Assignment:
Copy each line in the data that includes the word "gallons".

Records for processing:
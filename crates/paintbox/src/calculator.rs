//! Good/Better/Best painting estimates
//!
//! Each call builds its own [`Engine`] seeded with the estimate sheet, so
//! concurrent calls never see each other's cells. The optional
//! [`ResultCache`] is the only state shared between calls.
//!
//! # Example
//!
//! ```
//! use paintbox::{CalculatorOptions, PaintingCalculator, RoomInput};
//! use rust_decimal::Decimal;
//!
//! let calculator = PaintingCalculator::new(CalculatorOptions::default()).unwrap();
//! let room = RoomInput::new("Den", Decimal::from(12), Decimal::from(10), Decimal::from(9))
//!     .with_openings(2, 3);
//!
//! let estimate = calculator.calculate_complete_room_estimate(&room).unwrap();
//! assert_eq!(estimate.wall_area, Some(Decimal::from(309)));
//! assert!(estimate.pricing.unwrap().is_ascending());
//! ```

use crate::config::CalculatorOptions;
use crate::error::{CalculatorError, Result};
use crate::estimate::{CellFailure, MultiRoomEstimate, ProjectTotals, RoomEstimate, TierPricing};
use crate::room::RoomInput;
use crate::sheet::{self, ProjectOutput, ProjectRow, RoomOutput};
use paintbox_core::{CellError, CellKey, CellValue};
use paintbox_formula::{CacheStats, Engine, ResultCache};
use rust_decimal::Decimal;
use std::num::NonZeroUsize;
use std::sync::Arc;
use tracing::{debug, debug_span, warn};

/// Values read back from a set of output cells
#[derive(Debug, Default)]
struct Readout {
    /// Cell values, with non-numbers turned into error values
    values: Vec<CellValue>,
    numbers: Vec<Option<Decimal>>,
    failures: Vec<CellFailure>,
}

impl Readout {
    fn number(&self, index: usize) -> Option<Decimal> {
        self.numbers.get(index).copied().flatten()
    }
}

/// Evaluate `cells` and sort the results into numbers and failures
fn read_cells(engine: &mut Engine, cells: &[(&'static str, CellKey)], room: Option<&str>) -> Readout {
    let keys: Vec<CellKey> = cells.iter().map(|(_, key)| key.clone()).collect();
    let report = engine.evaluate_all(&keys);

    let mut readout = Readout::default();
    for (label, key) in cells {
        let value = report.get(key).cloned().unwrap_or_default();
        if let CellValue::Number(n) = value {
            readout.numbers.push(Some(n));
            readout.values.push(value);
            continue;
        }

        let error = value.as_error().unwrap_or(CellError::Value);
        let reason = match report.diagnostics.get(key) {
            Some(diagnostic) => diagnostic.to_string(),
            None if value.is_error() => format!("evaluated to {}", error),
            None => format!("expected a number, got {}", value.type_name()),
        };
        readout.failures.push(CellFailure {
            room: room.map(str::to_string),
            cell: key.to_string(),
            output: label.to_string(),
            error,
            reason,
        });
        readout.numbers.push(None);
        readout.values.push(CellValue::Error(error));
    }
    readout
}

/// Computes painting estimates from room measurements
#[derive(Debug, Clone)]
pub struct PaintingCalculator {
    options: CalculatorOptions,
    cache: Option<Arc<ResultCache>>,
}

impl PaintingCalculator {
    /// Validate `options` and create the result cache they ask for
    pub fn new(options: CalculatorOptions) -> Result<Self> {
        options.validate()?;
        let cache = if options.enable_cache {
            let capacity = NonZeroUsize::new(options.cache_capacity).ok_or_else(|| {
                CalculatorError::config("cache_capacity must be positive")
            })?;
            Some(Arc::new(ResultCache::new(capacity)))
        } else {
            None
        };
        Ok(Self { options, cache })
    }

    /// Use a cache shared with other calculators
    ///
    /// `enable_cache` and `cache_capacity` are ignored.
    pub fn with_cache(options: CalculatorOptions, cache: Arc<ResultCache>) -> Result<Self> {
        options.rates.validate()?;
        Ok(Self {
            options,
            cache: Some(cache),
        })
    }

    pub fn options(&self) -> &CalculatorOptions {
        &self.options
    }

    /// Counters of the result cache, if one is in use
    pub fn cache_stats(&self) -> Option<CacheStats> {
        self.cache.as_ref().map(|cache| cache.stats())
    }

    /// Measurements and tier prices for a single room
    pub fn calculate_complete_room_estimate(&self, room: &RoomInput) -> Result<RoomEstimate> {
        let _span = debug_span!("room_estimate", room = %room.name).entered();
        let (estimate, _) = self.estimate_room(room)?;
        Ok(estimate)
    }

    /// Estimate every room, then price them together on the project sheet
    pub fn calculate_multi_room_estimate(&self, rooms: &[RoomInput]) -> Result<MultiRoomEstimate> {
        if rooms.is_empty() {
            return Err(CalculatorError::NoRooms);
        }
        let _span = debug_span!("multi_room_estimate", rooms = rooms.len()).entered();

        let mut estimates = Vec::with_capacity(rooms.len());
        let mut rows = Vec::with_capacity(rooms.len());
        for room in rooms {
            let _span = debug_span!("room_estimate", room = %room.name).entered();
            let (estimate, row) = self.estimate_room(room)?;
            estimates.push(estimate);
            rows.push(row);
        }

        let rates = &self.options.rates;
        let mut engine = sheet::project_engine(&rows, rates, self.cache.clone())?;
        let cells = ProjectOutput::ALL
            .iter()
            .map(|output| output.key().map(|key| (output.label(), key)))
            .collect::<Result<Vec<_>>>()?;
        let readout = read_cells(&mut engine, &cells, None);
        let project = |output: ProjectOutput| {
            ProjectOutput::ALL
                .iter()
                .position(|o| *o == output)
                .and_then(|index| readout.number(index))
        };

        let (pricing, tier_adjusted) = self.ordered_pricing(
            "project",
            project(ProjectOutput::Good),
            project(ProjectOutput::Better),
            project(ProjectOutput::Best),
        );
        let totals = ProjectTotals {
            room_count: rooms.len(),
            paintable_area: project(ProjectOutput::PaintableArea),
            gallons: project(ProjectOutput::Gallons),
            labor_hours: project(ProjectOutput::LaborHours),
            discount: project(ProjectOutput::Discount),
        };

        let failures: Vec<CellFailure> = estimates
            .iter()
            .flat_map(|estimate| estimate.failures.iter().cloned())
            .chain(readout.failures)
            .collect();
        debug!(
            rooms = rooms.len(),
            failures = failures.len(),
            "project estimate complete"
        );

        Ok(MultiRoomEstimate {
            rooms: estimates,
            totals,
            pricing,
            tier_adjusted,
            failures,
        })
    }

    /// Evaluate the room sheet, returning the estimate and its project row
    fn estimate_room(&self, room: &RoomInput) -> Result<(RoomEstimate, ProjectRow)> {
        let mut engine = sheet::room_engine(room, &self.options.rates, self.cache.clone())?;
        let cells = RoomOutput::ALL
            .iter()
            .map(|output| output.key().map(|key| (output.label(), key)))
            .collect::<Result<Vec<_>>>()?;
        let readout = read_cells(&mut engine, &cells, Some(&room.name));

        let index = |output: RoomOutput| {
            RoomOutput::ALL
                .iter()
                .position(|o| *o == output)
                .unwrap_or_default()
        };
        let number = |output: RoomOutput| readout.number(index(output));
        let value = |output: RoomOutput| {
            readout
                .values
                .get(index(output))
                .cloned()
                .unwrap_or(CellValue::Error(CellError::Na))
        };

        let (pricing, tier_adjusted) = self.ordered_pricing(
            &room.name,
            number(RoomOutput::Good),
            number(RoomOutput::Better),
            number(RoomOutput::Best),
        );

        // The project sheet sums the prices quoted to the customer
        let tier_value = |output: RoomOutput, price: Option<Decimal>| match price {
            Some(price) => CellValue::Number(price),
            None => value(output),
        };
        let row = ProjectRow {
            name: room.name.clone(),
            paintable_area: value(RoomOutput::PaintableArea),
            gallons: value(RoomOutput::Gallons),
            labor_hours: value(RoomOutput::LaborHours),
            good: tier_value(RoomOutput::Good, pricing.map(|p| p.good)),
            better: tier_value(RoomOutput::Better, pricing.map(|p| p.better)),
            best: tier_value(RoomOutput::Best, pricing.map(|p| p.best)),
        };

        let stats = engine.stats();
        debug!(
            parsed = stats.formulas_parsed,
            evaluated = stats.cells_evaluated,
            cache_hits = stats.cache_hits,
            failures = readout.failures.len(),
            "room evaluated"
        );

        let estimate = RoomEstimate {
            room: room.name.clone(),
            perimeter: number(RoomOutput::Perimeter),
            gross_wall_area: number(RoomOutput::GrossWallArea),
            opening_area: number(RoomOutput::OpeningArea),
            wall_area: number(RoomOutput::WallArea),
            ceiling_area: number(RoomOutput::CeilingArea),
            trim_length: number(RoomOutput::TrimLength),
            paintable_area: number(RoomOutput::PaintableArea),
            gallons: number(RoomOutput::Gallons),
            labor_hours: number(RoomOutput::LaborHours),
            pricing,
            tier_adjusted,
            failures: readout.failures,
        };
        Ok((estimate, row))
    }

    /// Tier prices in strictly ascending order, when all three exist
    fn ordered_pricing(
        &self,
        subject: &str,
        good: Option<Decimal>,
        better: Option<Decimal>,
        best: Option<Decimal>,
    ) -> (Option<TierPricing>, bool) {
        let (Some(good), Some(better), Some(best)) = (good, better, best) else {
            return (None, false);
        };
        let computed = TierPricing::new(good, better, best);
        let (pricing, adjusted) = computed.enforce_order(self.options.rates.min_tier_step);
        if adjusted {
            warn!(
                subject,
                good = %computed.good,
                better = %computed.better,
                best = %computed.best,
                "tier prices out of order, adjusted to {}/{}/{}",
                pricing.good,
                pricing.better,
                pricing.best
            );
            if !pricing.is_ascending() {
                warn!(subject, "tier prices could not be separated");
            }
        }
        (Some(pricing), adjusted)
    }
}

Answer for this exercise:
            gallons: project(ProjectOutput::Gallons),
            gallons: value(RoomOutput::Gallons),
            gallons: number(RoomOutput::Gallons),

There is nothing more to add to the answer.